## ENTRIES SHOWN

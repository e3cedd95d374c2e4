use crate::category::Category;
use crate::manifest::Manifest;
use crate::repository::RepositorySpec;
use serde::{Deserialize, Serialize};

/// One step of an installation
#[derive(Debug, Clone, PartialEq, Eq, Serialize, Deserialize)]
#[serde(tag = "action", rename_all = "kebab-case")]
pub enum Instruction {
    CloneLibrary { id: RepositorySpec },
    InstallFonts { ids: Vec<RepositorySpec> },
}

impl Instruction {
    pub fn category(&self) -> Category {
        match self {
            Instruction::CloneLibrary { .. } => Category::Lisp,
            Instruction::InstallFonts { .. } => Category::Font,
        }
    }
}

/// Ordered list of instructions consumed by `Installer::install_into`
#[derive(Debug, Clone, Default, PartialEq, Eq, Serialize, Deserialize)]
pub struct InstallPlan {
    pub instructions: Vec<Instruction>,
}

impl InstallPlan {
    pub fn new(instructions: Vec<Instruction>) -> Self {
        Self { instructions }
    }

    /// Libraries first, in manifest order, then fonts as a single batch
    pub fn from_manifest(manifest: &Manifest) -> Self {
        let mut instructions: Vec<Instruction> = manifest
            .repositories
            .get(Category::Lisp)
            .iter()
            .cloned()
            .map(|id| Instruction::CloneLibrary { id })
            .collect();

        let fonts = manifest.repositories.get(Category::Font);
        if !fonts.is_empty() {
            instructions.push(Instruction::InstallFonts {
                ids: fonts.to_vec(),
            });
        }

        Self { instructions }
    }

    /// Attach the clone url of every repository, in plan order
    pub fn resolve<'a>(&'a self, host: &'a str) -> ResolvedPlan<'a> {
        let urls = self
            .instructions
            .iter()
            .flat_map(|i| match i {
                Instruction::CloneLibrary { id } => std::slice::from_ref(id),
                Instruction::InstallFonts { ids } => ids.as_slice(),
            })
            .map(|id| id.resolve(host))
            .collect();

        ResolvedPlan {
            host,
            instructions: &self.instructions,
            urls,
        }
    }

    /// Number of repositories the plan will clone
    pub fn fetch_count(&self) -> usize {
        self.instructions
            .iter()
            .map(|i| match i {
                Instruction::CloneLibrary { .. } => 1,
                Instruction::InstallFonts { ids } => ids.len(),
            })
            .sum()
    }
}

/// A plan together with the host and urls an install would use
#[derive(Debug, Serialize)]
pub struct ResolvedPlan<'a> {
    pub host: &'a str,
    pub instructions: &'a [Instruction],
    pub urls: Vec<String>,
}
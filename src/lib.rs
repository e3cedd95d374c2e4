pub mod category;
pub mod error;
pub mod fetch;
pub mod installer;
pub mod manifest;
pub mod paths;
pub mod plan;
pub mod platform;
pub mod report;
pub mod repository;

pub use category::Category;
pub use error::{FetchError, InstallerError, Result};
pub use fetch::{Fetcher, GitFetcher};
pub use installer::{FailurePolicy, Installer, InstallerConfig};
pub use manifest::Manifest;
pub use paths::InstallPaths;
pub use plan::{InstallPlan, Instruction};
pub use platform::Platform;
pub use report::{InstallReport, Outcome};
pub use repository::RepositorySpec;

## AIM OF THE TASK
Output each record precisely as given.

## EXERCISE RESPONSE
repository e3cedd95d374c2e4
use crate::category::Category;
use crate::manifest::Manifest;
use crate::repository::RepositorySpec;
use serde::{Deserialize, Serialize};

/// One step of an installation
#[derive(Debug, Clone, PartialEq, Eq, Serialize, Deserialize)]
#[serde(tag = "action", rename_all = "kebab-case")]
pub enum Instruction {
    CloneLibrary { id: RepositorySpec },
    InstallFonts { ids: Vec<RepositorySpec> },
}

impl Instruction {
    pub fn category(&self) -> Category {
        match self {
            Instruction::CloneLibrary { .. } => Category::Lisp,
            Instruction::InstallFonts { .. } => Category::Font,
        }
    }
}

/// Ordered list of instructions consumed by `Installer::install_into`
#[derive(Debug, Clone, Default, PartialEq, Eq, Serialize, Deserialize)]
pub struct InstallPlan {
    pub instructions: Vec<Instruction>,
}

impl InstallPlan {
    pub fn new(instructions: Vec<Instruction>) -> Self {
        Self { instructions }
    }

    /// Libraries first, in manifest order, then fonts as a single batch
    pub fn from_manifest(manifest: &Manifest) -> Self {
        let mut instructions: Vec<Instruction> = manifest
            .repositories
            .get(Category::Lisp)
            .iter()
            .cloned()
            .map(|id| Instruction::CloneLibrary { id })
            .collect();

        let fonts = manifest.repositories.get(Category::Font);
        if !fonts.is_empty() {
            instructions.push(Instruction::InstallFonts {
                ids: fonts.to_vec(),
            });
        }

        Self { instructions }
    }

    /// Attach the clone url of every repository, in plan order
    pub fn resolve<'a>(&'a self, host: &'a str) -> ResolvedPlan<'a> {
        let urls = self
            .instructions
            .iter()
            .flat_map(|i| match i {
                Instruction::CloneLibrary { id } => std::slice::from_ref(id),
                Instruction::InstallFonts { ids } => ids.as_slice(),
            })
            .map(|id| id.resolve(host))
            .collect();

        ResolvedPlan {
            host,
            instructions: &self.instructions,
            urls,
        }
    }

    /// Number of repositories the plan will clone
    pub fn fetch_count(&self) -> usize {
        self.instructions
            .iter()
            .map(|i| match i {
                Instruction::CloneLibrary { .. } => 1,
                Instruction::InstallFonts { ids } => ids.len(),
            })
            .sum()
    }
}

/// A plan together with the host and urls an install would use
#[derive(Debug, Serialize)]
pub struct ResolvedPlan<'a> {
    pub host: &'a str,
    pub instructions: &'a [Instruction],
    pub urls: Vec<String>,
}
filename src/lib.rs
repository e3cedd95d374c2e4
pub mod category;
pub mod error;
pub mod fetch;
pub mod installer;
pub mod manifest;
pub mod paths;
pub mod plan;
pub mod platform;
pub mod report;
pub mod repository;

pub use category::Category;
pub use error::{FetchError, InstallerError, Result};
pub use fetch::{Fetcher, GitFetcher};
pub use installer::{FailurePolicy, Installer, InstallerConfig};
pub use manifest::Manifest;
pub use paths::InstallPaths;
pub use plan::{InstallPlan, Instruction};
pub use platform::Platform;
pub use report::{InstallReport, Outcome};
pub use repository::RepositorySpec;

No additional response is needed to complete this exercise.